2º Concurso fotográfico TMC IBERIA. Chegou o 2º concurso da TMC Iberia. Estamos novamente á procura da melhor fotografia de um animal TMC no seu aquário! Envie-nos a sua participação para iberia@tropicalmarinecentre.co.uk. 
Envie-nos apenas uma foto, de um peixe ou coral, não do aquário completo, até dia 27/09/2012. No seu email deverá constar o seu nome, a espécie e a loja onde o adquiriu.
As fotografias serão colocadas para votação por ordem de chegada, tal como recepcionadas e as votações na nossa página estarão abertas até ao dia 05/10/2012. Quanto mais cedo nos enviar a sua foto, mais probabilidade tem de angariar votos!
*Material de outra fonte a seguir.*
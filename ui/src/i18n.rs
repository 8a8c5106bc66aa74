//! Internationalization (i18n) support for `painel-ui`.
//!
//! This module wires together:
//! - `i18n-embed` (language selection + asset loading)
//! - `fluent` (message formatting)
//! - `rust-embed` (compile-time embedding of `.ftl` files)
//! - `i18n-embed-fl` (`fl!` macro for compile‑time checked lookups)
//!
//! Folder layout (relative to this crate root):
//! ```text
//! i18n.toml
//! i18n/
//!   pt-BR/painel-ui.ftl   (fallback/reference)
//!   en-US/painel-ui.ftl   (additional locale)
//! ```
//!
//! Usage in a component (after calling `i18n::init()` once at app start):
//! ```ignore
//! use crate::t;
//! crate::i18n::init(); // idempotent
//! let label = t!("tab-billing");
//! ```
//!
//! To add a new locale, copy `pt-BR/painel-ui.ftl` to
//! `i18n/<lang-id>/painel-ui.ftl`, translate the values (keep the IDs) and run
//! the tests, which check every locale against the fallback.
use std::sync::Once;

use i18n_embed::fluent::FluentLanguageLoader;
use i18n_embed::LanguageLoader;
use once_cell::sync::Lazy;
use rust_embed::Embed;
use unic_langid::LanguageIdentifier;

pub use i18n_embed_fl::fl; // Re-export for convenience.

/// Ergonomic translation macro: `t!("tab-billing")`.
///
/// Expands to `fl!(&*LOADER, ...)` so every lookup routes through the shared loader.
#[macro_export]
macro_rules! t {
    ($key:literal) => {
        $crate::i18n::fl!(&*$crate::i18n::LOADER, $key)
    };
}

/// Fluent "domain" (matches the crate / the fallback FTL filename).
const DOMAIN: &str = "painel-ui";

/// Tag of the fallback bundle; every other locale is checked against it.
pub const FALLBACK_LANGUAGE: &str = "pt-BR";

/// Embed all locale folders under `i18n/`.
#[derive(Embed)]
#[folder = "i18n"]
struct Localizations;

/// Global language loader used with the `fl!` macro.
pub static LOADER: Lazy<FluentLanguageLoader> = Lazy::new(|| {
    let fallback: LanguageIdentifier = FALLBACK_LANGUAGE
        .parse()
        .expect("valid fallback language identifier");
    FluentLanguageLoader::new(DOMAIN, fallback)
});

static INIT: Once = Once::new();

/// Initialize i18n (idempotent).
pub fn init() {
    INIT.call_once(|| {
        let requested = requested_languages();
        if let Err(err) = i18n_embed::select(&*LOADER, &Localizations, &requested) {
            tracing::warn!(%err, "failed selecting languages; continuing with fallback");
        }
    });
}

/// Switch language at runtime. If `tag` cannot be parsed it is ignored (Ok returned).
pub fn set_language(tag: &str) -> Result<(), i18n_embed::I18nEmbedError> {
    let lang: LanguageIdentifier = match tag.parse() {
        Ok(l) => l,
        Err(_) => {
            tracing::debug!(tag, "ignoring unparseable language tag");
            return Ok(());
        }
    };
    i18n_embed::select(&*LOADER, &Localizations, &[lang]).map(|_| ())
}

/// Tag of the language currently used for lookups.
pub fn current_language() -> String {
    LOADER.current_language().to_string()
}

/// List available (embedded) language identifiers.
pub fn available_languages() -> Vec<String> {
    let mut langs = Localizations::iter()
        .filter_map(|path| path.split('/').next().map(|s| s.to_string()))
        .collect::<Vec<_>>();
    langs.sort();
    langs.dedup();
    langs
}

#[cfg(target_arch = "wasm32")]
fn requested_languages() -> Vec<LanguageIdentifier> {
    i18n_embed::WebLanguageRequester::requested_languages()
}

#[cfg(not(target_arch = "wasm32"))]
fn requested_languages() -> Vec<LanguageIdentifier> {
    i18n_embed::DesktopLanguageRequester::requested_languages()
}
//! PostgreSQL post repository.

use async_trait::async_trait;
use chrono::Utc;
use sea_orm::sea_query::Expr;
use sea_orm::{ActiveModelTrait, ColumnTrait, EntityTrait, QueryFilter, QueryOrder};
use uuid::Uuid;

use quill_core::domain::{BlogPost, PostDraft};
use quill_core::error::RepoError;
use quill_core::ports::PostRepository;

use super::entity::post::{self, Entity as PostEntity};
use super::postgres_base::{PostgresBaseRepository, map_db_err};

/// PostgreSQL post repository.
pub type PostgresPostRepository = PostgresBaseRepository<PostEntity>;

#[async_trait]
impl PostRepository for PostgresPostRepository {
    async fn insert(&self, draft: PostDraft) -> Result<BlogPost, RepoError> {
        let post = BlogPost::from_draft(Uuid::new_v4(), draft, Utc::now());

        let model = post::ActiveModel::from(post)
            .insert(&self.db)
            .await
            .map_err(map_db_err)?;
        tracing::debug!(post_id = %model.id, "Inserted post");

        Ok(model.into())
    }

    async fn find_all(&self) -> Result<Vec<BlogPost>, RepoError> {
        let result = PostEntity::find()
            .order_by_asc(post::Column::Created)
            .order_by_asc(post::Column::Id)
            .all(&self.db)
            .await
            .map_err(map_db_err)?;

        Ok(result.into_iter().map(Into::into).collect())
    }

    async fn replace_by_id(&self, id: Uuid, draft: PostDraft) -> Result<(), RepoError> {
        // Single UPDATE: id and created are never part of the SET list.
        let result = PostEntity::update_many()
            .col_expr(post::Column::Title, Expr::value(draft.title))
            .col_expr(post::Column::Content, Expr::value(draft.content))
            .col_expr(
                post::Column::AuthorFirstName,
                Expr::value(draft.author.first_name),
            )
            .col_expr(
                post::Column::AuthorLastName,
                Expr::value(draft.author.last_name),
            )
            .filter(post::Column::Id.eq(id))
            .exec(&self.db)
            .await
            .map_err(map_db_err)?;

        if result.rows_affected == 0 {
            return Err(RepoError::NotFound);
        }

        tracing::debug!(post_id = %id, "Replaced post");
        Ok(())
    }
}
A foto mais votada na nossa página receberá 1 ponto. Todas as lojas que nos visitem no nosso próximo Dia TMC, irão também votar a melhor foto. A foto mais votada desta forma receberá outro ponto. A Equipa TMC Iberia irá também contribuir com o seu voto, sendo que a foto escolhida por toda a equipa, receberá do mesmo modo um ponto. No dia 8/10/2012 será anunciado o vencedor, a foto com mais pontos. O prémio será revelado em breve, mas prepare-se para o vir receber ás nossas instalações numa visita guiada com a sua loja, onde comprou o seu animal TMC vencedor! Esperamos a sua participação! Não duvide em colocar aqui as suas questões. Cumprimentos da Equipa TMC

----------